Dans ces tout premiers jours, les effets les plus tangibles se concentrent sur les ménages engagés par l’État fédéral et sur certains services publics. Le programme WIC d’aide alimentaire aux femmes et jeunes enfants, qui dépend de crédits annuels, est typiquement exposé à des ruptures temporaires si l’impasse dure, de même que des activités d’agences sanitaires et scientifiques. La fermeture perturbe aussi la publication de données économiques clés. Par exemple, le Bureau of Labor Statistics, qui publie les chiffres de l’emploi chaque mois, a mis en suspend toute nouvelle publication jusqu’à nouvel ordre. Cela ajoute donc à l’incertitude déjà très palpable du blocage, de nombreux analystes anticipant des tensions sur le marché du travail.

Quelles perspectives de déblocage dans les prochaines semaines et mois aux USA ?

En théorie, trois voies de sortie existent. La première est l’adoption d’une résolution temporaire de financement, souvent de quelques semaines, qui rouvre les services le temps de finaliser des crédits annuels. La deuxième est la négociation d’un paquet budgétaire plus large, combinant niveaux de dépenses, éventuelles coupes ciblées et compromis programmatique. La troisième, moins fréquente, consiste à faire passer des crédits agence par agence.

L’histoire récente suggère que la pression politique croît avec la durée, à mesure que s’accumulent les retards administratifs, que les parcs et musées ferment, que des aides sont interrompues et que la publication des statistiques économiques est gelée. Dans l’épisode actuel, les positions des deux camps demeurent éloignées, mais le coût politique d’une fermeture prolongée incite souvent à un accord transitoire avant un compromis plus complet.

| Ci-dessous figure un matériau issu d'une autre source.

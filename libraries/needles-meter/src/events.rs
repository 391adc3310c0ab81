//! Measurement events
//!
//! Events emitted by a processing backend and republished to listeners:
//! - `dataavailable` carries one loudness value for one mode
//! - `start` / `pause` / `resume` / `stop` acknowledge lifecycle messages

use serde::{Deserialize, Serialize};
use std::fmt;

/// Loudness measurement window
#[derive(Debug, Clone, Copy, PartialEq, Eq, Hash, PartialOrd, Ord, Serialize, Deserialize)]
#[serde(rename_all = "snake_case")]
pub enum Mode {
    /// 400 ms window
    Momentary,
    /// 3 s window
    ShortTerm,
    /// Gated average over the whole session
    Integrated,
}

impl Mode {
    pub const ALL: [Mode; 3] = [Mode::Momentary, Mode::ShortTerm, Mode::Integrated];

    pub fn as_str(&self) -> &'static str {
        match self {
            Self::Momentary => "momentary",
            Self::ShortTerm => "short_term",
            Self::Integrated => "integrated",
        }
    }

    fn bit(self) -> u8 {
        match self {
            Self::Momentary => 0b001,
            Self::ShortTerm => 0b010,
            Self::Integrated => 0b100,
        }
    }
}

impl fmt::Display for Mode {
    fn fmt(&self, f: &mut fmt::Formatter<'_>) -> fmt::Result {
        f.write_str(self.as_str())
    }
}

impl std::str::FromStr for Mode {
    type Err = String;

    fn from_str(s: &str) -> Result<Self, Self::Err> {
        match s.trim().to_ascii_lowercase().replace('-', "_").as_str() {
            "momentary" | "m" => Ok(Self::Momentary),
            "short_term" | "shortterm" | "s" => Ok(Self::ShortTerm),
            "integrated" | "i" => Ok(Self::Integrated),
            other => Err(format!("unknown loudness mode '{}'", other)),
        }
    }
}

/// Set of requested measurement modes
///
/// Serialized as a list, e.g. `["momentary", "integrated"]`.
#[derive(Clone, Copy, PartialEq, Eq, Hash, Default, Serialize, Deserialize)]
#[serde(from = "Vec<Mode>", into = "Vec<Mode>")]
pub struct ModeSet(u8);

impl ModeSet {
    pub const fn empty() -> Self {
        Self(0)
    }

    pub fn all() -> Self {
        Mode::ALL.into_iter().collect()
    }

    pub fn insert(&mut self, mode: Mode) {
        self.0 |= mode.bit();
    }

    pub fn contains(&self, mode: Mode) -> bool {
        self.0 & mode.bit() != 0
    }

    pub fn is_empty(&self) -> bool {
        self.0 == 0
    }

    pub fn len(&self) -> usize {
        self.0.count_ones() as usize
    }

    /// Modes in canonical order (momentary, short-term, integrated)
    pub fn iter(&self) -> impl Iterator<Item = Mode> + '_ {
        Mode::ALL.into_iter().filter(|mode| self.contains(*mode))
    }
}

impl FromIterator<Mode> for ModeSet {
    fn from_iter<I: IntoIterator<Item = Mode>>(iter: I) -> Self {
        let mut set = Self::empty();
        for mode in iter {
            set.insert(mode);
        }
        set
    }
}

impl From<Vec<Mode>> for ModeSet {
    fn from(modes: Vec<Mode>) -> Self {
        modes.into_iter().collect()
    }
}

impl From<ModeSet> for Vec<Mode> {
    fn from(set: ModeSet) -> Self {
        set.iter().collect()
    }
}

impl<const N: usize> From<[Mode; N]> for ModeSet {
    fn from(modes: [Mode; N]) -> Self {
        modes.into_iter().collect()
    }
}

impl fmt::Debug for ModeSet {
    fn fmt(&self, f: &mut fmt::Formatter<'_>) -> fmt::Result {
        f.debug_set().entries(self.iter()).finish()
    }
}

/// Kind of event a listener can subscribe to
#[derive(Debug, Clone, Copy, PartialEq, Eq, Hash, PartialOrd, Ord, Serialize, Deserialize)]
#[serde(rename_all = "lowercase")]
pub enum EventKind {
    DataAvailable,
    Start,
    Pause,
    Resume,
    Stop,
}

impl EventKind {
    pub const ALL: [EventKind; 5] = [
        EventKind::DataAvailable,
        EventKind::Start,
        EventKind::Pause,
        EventKind::Resume,
        EventKind::Stop,
    ];

    pub fn as_str(&self) -> &'static str {
        match self {
            Self::DataAvailable => "dataavailable",
            Self::Start => "start",
            Self::Pause => "pause",
            Self::Resume => "resume",
            Self::Stop => "stop",
        }
    }
}

impl fmt::Display for EventKind {
    fn fmt(&self, f: &mut fmt::Formatter<'_>) -> fmt::Result {
        f.write_str(self.as_str())
    }
}

/// Event produced by a processing backend
///
/// `mode` and `value` are only present on `DataAvailable` events; use the
/// constructors to keep it that way.
#[derive(Debug, Clone, Copy, PartialEq, Serialize, Deserialize)]
pub struct MeasurementEvent {
    #[serde(rename = "type")]
    kind: EventKind,
    #[serde(default, skip_serializing_if = "Option::is_none")]
    mode: Option<Mode>,
    #[serde(default, skip_serializing_if = "Option::is_none")]
    value: Option<f64>,
}

impl MeasurementEvent {
    /// A loudness value (LUFS) for `mode`
    pub fn data(mode: Mode, value: f64) -> Self {
        Self {
            kind: EventKind::DataAvailable,
            mode: Some(mode),
            value: Some(value),
        }
    }

    pub fn start() -> Self {
        Self::lifecycle(EventKind::Start)
    }

    pub fn pause() -> Self {
        Self::lifecycle(EventKind::Pause)
    }

    pub fn resume() -> Self {
        Self::lifecycle(EventKind::Resume)
    }

    pub fn stop() -> Self {
        Self::lifecycle(EventKind::Stop)
    }

    fn lifecycle(kind: EventKind) -> Self {
        Self {
            kind,
            mode: None,
            value: None,
        }
    }

    pub fn kind(&self) -> EventKind {
        self.kind
    }

    pub fn mode(&self) -> Option<Mode> {
        self.mode
    }

    pub fn value(&self) -> Option<f64> {
        self.value
    }

    /// `(mode, value)` for data events
    pub fn measurement(&self) -> Option<(Mode, f64)> {
        self.mode.zip(self.value)
    }
}
//! Reference ITU-R BS.1770 processing backend
//!
//! [`Bs1770Processor`] implements the [`needles_meter::Processor`] contract:
//! it receives K-weighted planar audio and reports momentary, short-term and
//! gated integrated loudness.
//!
//! Register it with [`register_defaults`] so a meter configured with the
//! default endpoints can find it:
//!
//! ```
//! use needles_meter::ProcessorRegistry;
//!
//! let mut registry = ProcessorRegistry::new();
//! needles_processor::register_defaults(&mut registry);
//! assert!(registry.contains("meter-worker"));
//! ```

mod gating;
mod processor;

pub use gating::{gated_loudness, loudness, ABSOLUTE_GATE_LUFS, RELATIVE_GATE_LU};
pub use processor::{
    channel_weight, Bs1770Processor, MOMENTARY_STEPS, SHORT_TERM_STEPS, STEP_SECONDS,
};

use needles_meter::{
    Processor, ProcessorRegistry, DEFAULT_WORKER_ENDPOINT, DEFAULT_WORKLET_ENDPOINT,
};

/// Register [`Bs1770Processor`] under both default endpoint names
pub fn register_defaults(registry: &mut ProcessorRegistry) {
    for endpoint in [DEFAULT_WORKER_ENDPOINT, DEFAULT_WORKLET_ENDPOINT] {
        registry.register(endpoint, || {
            let processor: Box<dyn Processor> = Box::new(Bs1770Processor::new());
            Ok(processor)
        });
    }
}
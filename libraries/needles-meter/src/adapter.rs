//! Backend adapter
//!
//! Uniform face over the three backend variants. The controller only ever
//! sends messages, pushes live audio and drains events through this type;
//! which variant sits behind it is decided once, at construction.

use crate::backend::{
    select_backend, BackendHost, BackendKind, OfflineBackend, ProcessorRegistry,
    ScriptProcessorBackend, WorkletBackend,
};
use crate::error::{MeterError, Result};
use crate::events::MeasurementEvent;
use crate::message::ControlMessage;
use crossbeam_channel::{unbounded, Receiver, RecvTimeoutError};
use std::time::Duration;

enum Backend {
    Offline(OfflineBackend),
    Worklet(WorkletBackend),
    ScriptProcessor(ScriptProcessorBackend),
}

/// Endpoints a meter may load its processor from
#[derive(Debug, Clone, Default, PartialEq, Eq)]
pub struct Endpoints {
    /// Worklet module name (rendering-thread backend)
    pub worklet: Option<String>,
    /// Worker script name (worker-thread and offline backends)
    pub worker: Option<String>,
}

impl Endpoints {
    pub fn worker(name: impl Into<String>) -> Self {
        Self {
            worklet: None,
            worker: Some(name.into()),
        }
    }

    pub fn worklet(name: impl Into<String>) -> Self {
        Self {
            worklet: Some(name.into()),
            worker: None,
        }
    }
}

pub(crate) struct BackendAdapter {
    backend: Backend,
    events: Receiver<MeasurementEvent>,
}

impl BackendAdapter {
    /// Select a variant and start loading its processor
    pub(crate) fn new(
        offline: bool,
        endpoints: &Endpoints,
        registry: &ProcessorRegistry,
    ) -> Result<Self> {
        let (kind, endpoint) = select_backend(
            offline,
            endpoints.worklet.as_deref(),
            endpoints.worker.as_deref(),
        )?;
        tracing::debug!(endpoint = %endpoint, "Using {} backend", kind);

        let (events_tx, events) = unbounded();
        let backend = match kind {
            BackendKind::Offline => {
                Backend::Offline(OfflineBackend::spawn(endpoint, registry, events_tx)?)
            }
            BackendKind::Worklet => {
                Backend::Worklet(WorkletBackend::spawn(endpoint, registry, events_tx)?)
            }
            BackendKind::ScriptProcessor => Backend::ScriptProcessor(
                ScriptProcessorBackend::spawn(endpoint, registry, events_tx)?,
            ),
        };

        Ok(Self { backend, events })
    }

    pub(crate) fn kind(&self) -> BackendKind {
        match self.backend {
            Backend::Offline(_) => BackendKind::Offline,
            Backend::Worklet(_) => BackendKind::Worklet,
            Backend::ScriptProcessor(_) => BackendKind::ScriptProcessor,
        }
    }

    fn host(&self) -> &BackendHost {
        match &self.backend {
            Backend::Offline(b) => b.host(),
            Backend::Worklet(b) => b.host(),
            Backend::ScriptProcessor(b) => b.host(),
        }
    }

    /// Queue one message; delivery order matches call order
    pub(crate) fn send(&self, message: ControlMessage) -> Result<()> {
        tracing::trace!(message = message.type_name(), backend = %self.kind(), "Sending");
        self.host().send(message)
    }

    /// Feed one block of weighted live audio to the backend's input node
    ///
    /// Returns the number of `Process` messages this produced.
    pub(crate) fn push_audio(&mut self, block: Vec<Vec<f32>>) -> Result<usize> {
        match &mut self.backend {
            Backend::Worklet(b) => b.push_audio(block),
            Backend::ScriptProcessor(b) => b.push_audio(block),
            Backend::Offline(_) => Err(MeterError::configuration(
                "offline sessions are fed from their source buffer",
            )),
        }
    }

    pub(crate) fn poll_ready(&self) -> Option<Result<()>> {
        self.host().poll_ready()
    }

    pub(crate) fn wait_ready(&self, timeout: Duration) -> Result<()> {
        self.host().wait_ready(timeout)
    }

    /// Events already produced by the processor, without blocking
    pub(crate) fn try_events(&self) -> Vec<MeasurementEvent> {
        self.events.try_iter().collect()
    }

    /// Wait up to `timeout` for at least one event, then take everything queued
    pub(crate) fn events_timeout(&self, timeout: Duration) -> Vec<MeasurementEvent> {
        match self.events.recv_timeout(timeout) {
            Ok(first) => {
                let mut events = vec![first];
                events.extend(self.events.try_iter());
                events
            }
            Err(RecvTimeoutError::Timeout) | Err(RecvTimeoutError::Disconnected) => Vec::new(),
        }
    }
}
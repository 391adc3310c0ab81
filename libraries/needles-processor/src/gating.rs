//! Loudness scale and two-stage gating

/// Blocks quieter than this never count towards integrated loudness
pub const ABSOLUTE_GATE_LUFS: f64 = -70.0;

/// Relative gate, below the loudness of the absolute-gated blocks
pub const RELATIVE_GATE_LU: f64 = -10.0;

/// Loudness of a channel-weighted mean square, in LUFS
///
/// Zero energy gives negative infinity.
pub fn loudness(mean_square: f64) -> f64 {
    -0.691 + 10.0 * mean_square.log10()
}

/// Integrated loudness over gating blocks (each a 400 ms mean square)
///
/// Returns negative infinity when no block passes the absolute gate.
pub fn gated_loudness(blocks: &[f64]) -> f64 {
    let (sum, count) = blocks
        .iter()
        .filter(|z| loudness(**z) > ABSOLUTE_GATE_LUFS)
        .fold((0.0, 0usize), |(sum, count), z| (sum + z, count + 1));
    if count == 0 {
        return f64::NEG_INFINITY;
    }

    let relative_gate = loudness(sum / count as f64) + RELATIVE_GATE_LU;
    let (sum, count) = blocks
        .iter()
        .filter(|z| {
            let l = loudness(**z);
            l > ABSOLUTE_GATE_LUFS && l > relative_gate
        })
        .fold((0.0, 0usize), |(sum, count), z| (sum + z, count + 1));
    if count == 0 {
        return f64::NEG_INFINITY;
    }

    loudness(sum / count as f64)
}

#[cfg(test)]
mod tests {
    use super::*;

    #[test]
    fn full_scale_sine_reference() {
        // A full-scale 1 kHz sine has mean square 0.5 on each of two channels
        assert!((loudness(1.0) - -0.691).abs() < 1e-12);
        assert_eq!(loudness(0.0), f64::NEG_INFINITY);
    }

    #[test]
    fn silence_is_gated_out() {
        assert_eq!(gated_loudness(&[0.0; 10]), f64::NEG_INFINITY);
        assert_eq!(gated_loudness(&[]), f64::NEG_INFINITY);
    }

    #[test]
    fn quiet_blocks_below_relative_gate_are_ignored() {
        // -20.691 LUFS blocks plus -60.691 LUFS blocks
        let mut blocks = vec![0.01; 10];
        blocks.extend([1e-6; 10]);
        assert!((gated_loudness(&blocks) - loudness(0.01)).abs() < 1e-9);
    }

    #[test]
    fn blocks_below_absolute_gate_are_ignored() {
        let mut blocks = vec![0.01; 4];
        blocks.extend([1e-9; 40]);
        assert!((gated_loudness(&blocks) - loudness(0.01)).abs() < 1e-9);
    }

    mod properties {
        use super::super::*;
        use proptest::prelude::*;

        proptest! {
            #[test]
            fn uniform_blocks_integrate_to_their_own_loudness(
                mean_square in 1e-6f64..4.0,
                count in 1usize..64,
            ) {
                let blocks = vec![mean_square; count];
                prop_assert!((gated_loudness(&blocks) - loudness(mean_square)).abs() < 1e-9);
            }

            #[test]
            fn gating_lies_between_ungated_mean_and_loudest_block(
                blocks in prop::collection::vec(1e-6f64..1.0, 1..64),
            ) {
                let loudest = blocks.iter().copied().fold(0.0, f64::max);
                let mean = blocks.iter().sum::<f64>() / blocks.len() as f64;
                let integrated = gated_loudness(&blocks);
                prop_assert!(integrated <= loudness(loudest) + 1e-9);
                prop_assert!(integrated >= loudness(mean) - 1e-9);
            }
        }
    }
}
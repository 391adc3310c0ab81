//! Session lifecycle types

use serde::{Deserialize, Serialize};
use std::fmt;

/// Lifecycle state of a loudness session
///
/// `stop` always returns to `Inactive`; a stopped meter can be started again.
#[derive(Debug, Clone, Copy, PartialEq, Eq, Hash, Default, Serialize, Deserialize)]
#[serde(rename_all = "lowercase")]
pub enum SessionState {
    /// Not measuring
    #[default]
    Inactive,

    /// Measuring audio
    Recording,

    /// Session open, audio ignored
    Paused,
}

impl SessionState {
    /// Lowercase name used in diagnostics
    pub fn as_str(&self) -> &'static str {
        match self {
            Self::Inactive => "inactive",
            Self::Recording => "recording",
            Self::Paused => "paused",
        }
    }

    /// Whether `action` is legal from this state
    pub fn allows(&self, action: LifecycleAction) -> bool {
        match action {
            LifecycleAction::Start => *self == Self::Inactive,
            LifecycleAction::Pause | LifecycleAction::Resume | LifecycleAction::Stop => {
                *self != Self::Inactive
            }
        }
    }
}

impl fmt::Display for SessionState {
    fn fmt(&self, f: &mut fmt::Formatter<'_>) -> fmt::Result {
        f.write_str(self.as_str())
    }
}

/// State-changing action on a session
///
/// `reset` is deliberately absent: it is legal everywhere and never changes state.
#[derive(Debug, Clone, Copy, PartialEq, Eq, Hash, Serialize, Deserialize)]
#[serde(rename_all = "lowercase")]
pub enum LifecycleAction {
    Start,
    Pause,
    Resume,
    Stop,
}

impl LifecycleAction {
    /// State the session moves to once the action succeeds
    pub fn target(&self) -> SessionState {
        match self {
            Self::Start | Self::Resume => SessionState::Recording,
            Self::Pause => SessionState::Paused,
            Self::Stop => SessionState::Inactive,
        }
    }

    pub fn as_str(&self) -> &'static str {
        match self {
            Self::Start => "start",
            Self::Pause => "pause",
            Self::Resume => "resume",
            Self::Stop => "stop",
        }
    }
}

impl fmt::Display for LifecycleAction {
    fn fmt(&self, f: &mut fmt::Formatter<'_>) -> fmt::Result {
        f.write_str(self.as_str())
    }
}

Que dit la littérature sur les conséquences macroéconomiques d’un shutdown ?

La recherche et l’évaluation publique convergent sur trois messages. D’abord, l’impact agrégé dépend bien entendu de la durée, avec des effets de seuil. Les chiffrages de référence montrent qu’une courte fermeture laisse des traces modestes sur le PIB trimestriel, souvent rattrapées ensuite, alors qu’une fermeture prolongée entraîne des pertes non récupérées. Après l’épisode 2018‑2019, le Congressional Budget Office a estimé un manque à gagner total d’environ 11 milliards de dollars, dont 3 milliards « perdus » définitivement, reflet d’activités privées annulées, de commandes non reconstituées et de dépenses des ménages durablement ajournées.

Ensuite, les effets passent par plusieurs canaux. Sur l’offre, l’arrêt d’une partie des administrations réduit immédiatement la production de services publics et retarde des décisions administratives clés (permis, prêts garantis, passation de marchés), avec des retombées sur la chaîne privée. Sur la demande, la mise en congé de centaines de milliers d’agents pèse sur la consommation courante jusqu’au versement des arriérés de paie. Sur l’information, la suspension de nombreuses statistiques officielles peut conduire ménages, entreprises et banques centrales à temporiser. Les estimations pour 2013 faisaient ressortir une baisse annualisée d’environ 0,25 point de PIB au dernier trimestre due à l’épisode, et une « perte » d’environ 120 000 emplois privés sur la première moitié d’octobre, liée au choc d’incertitude et aux retards administratifs.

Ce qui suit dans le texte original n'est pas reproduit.